Même si l'on comprend aisément que cet emprunt a pour but d'éviter d'aggraver les déficits en profitant de taux d'intérêt encore bas, il me parait opportun d'interroger le Gouvernement sur ses choix méthodologiques et de manifester notre étonnement sur l'absence d'information du Parlement.

Par ailleurs, je vous suggère, compte tenu de la conjoncture financière, de souligner la nécessité de maintenir ce programme 732 consacré au désendettement de l'Etat. Même s'il n'est plus utilisé, son existence demeure un point de repère essentiel et je serai tenté de proposer qu'il soit alimenté, au moins de manière symbolique, tant une éventuelle hausse des taux menace, à terme, nos équilibres.

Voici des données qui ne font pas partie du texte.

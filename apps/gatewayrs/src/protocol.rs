//! Minimal wiring stand-in for the protocol-conversion collaborator
//! (§6/§1 Non-goals: wire-format translation between Anthropic/OpenAI/
//! Gemini shapes is explicitly out of scope for this gateway). This
//! converter forwards the inbound body unchanged and only resolves the
//! upstream path/method, so the binary links and the pipeline can be
//! exercised end-to-end; a real deployment swaps this for the actual
//! translating converter.

use std::collections::HashMap;

use gatewayrs_common::Family;
use gatewayrs_protocol::{HttpMethod, InboundRequest, ProtocolConverter, ProtocolError, UpstreamHttpRequest, UpstreamHttpResponse};

pub struct PassthroughProtocolConverter;

impl ProtocolConverter for PassthroughProtocolConverter {
    fn build_upstream_request(
        &self,
        base_url: &str,
        target_family: Family,
        req: &InboundRequest,
        model_override: Option<&str>,
    ) -> Result<UpstreamHttpRequest, ProtocolError> {
        let path = match target_family {
            Family::Messages => "/v1/messages",
            Family::Responses => "/v1/responses",
            Family::Gemini => "/v1beta/models:generateContent",
        };
        let mut headers = HashMap::new();
        headers.insert("content-type".to_string(), "application/json".to_string());

        let body = if let Some(model) = model_override {
            rewrite_model(&req.body, model).unwrap_or_else(|| req.body.clone())
        } else {
            req.body.clone()
        };

        Ok(UpstreamHttpRequest {
            method: HttpMethod::Post,
            url: format!("{}{path}", base_url.trim_end_matches('/')),
            headers,
            body,
            is_stream: req.stream,
        })
    }

    fn render_error(&self, _client_family: Family, status: u16, upstream_body: &[u8]) -> UpstreamHttpResponse {
        UpstreamHttpResponse { status, headers: HashMap::new(), body: bytes::Bytes::copy_from_slice(upstream_body) }
    }
}

fn rewrite_model(body: &bytes::Bytes, model: &str) -> Option<bytes::Bytes> {
    let mut value: serde_json::Value = serde_json::from_slice(body).ok()?;
    value.as_object_mut()?.insert("model".to_string(), serde_json::Value::String(model.to_string()));
    Some(bytes::Bytes::from(serde_json::to_vec(&value).ok()?))
}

Du coté des autres dépenses pour 2014, trois principales séries d'opérations sont prévues. Tout d'abord, 4,76 milliards iraient à des augmentations de capital (c'est l'action 1 du programme 731 intitulée « opérations en capital ») :

- la libération éventuelle d'une nouvelle tranche de l'augmentation de capital de la BPI à laquelle ont souscrit la Caisse des dépôts et consignations et l'EPIC BPI-Groupe pour un montant total de 3,1 milliards d'euros. Une première tranche a déjà été libérée en juillet 2013 lors de la création de la BPI, à hauteur du quart, soit 383,25 millions d'euros pour chacune des deux entités ;

- la recapitalisation des banques multilatérales de développement, pour 56 millions d'euros en 2014.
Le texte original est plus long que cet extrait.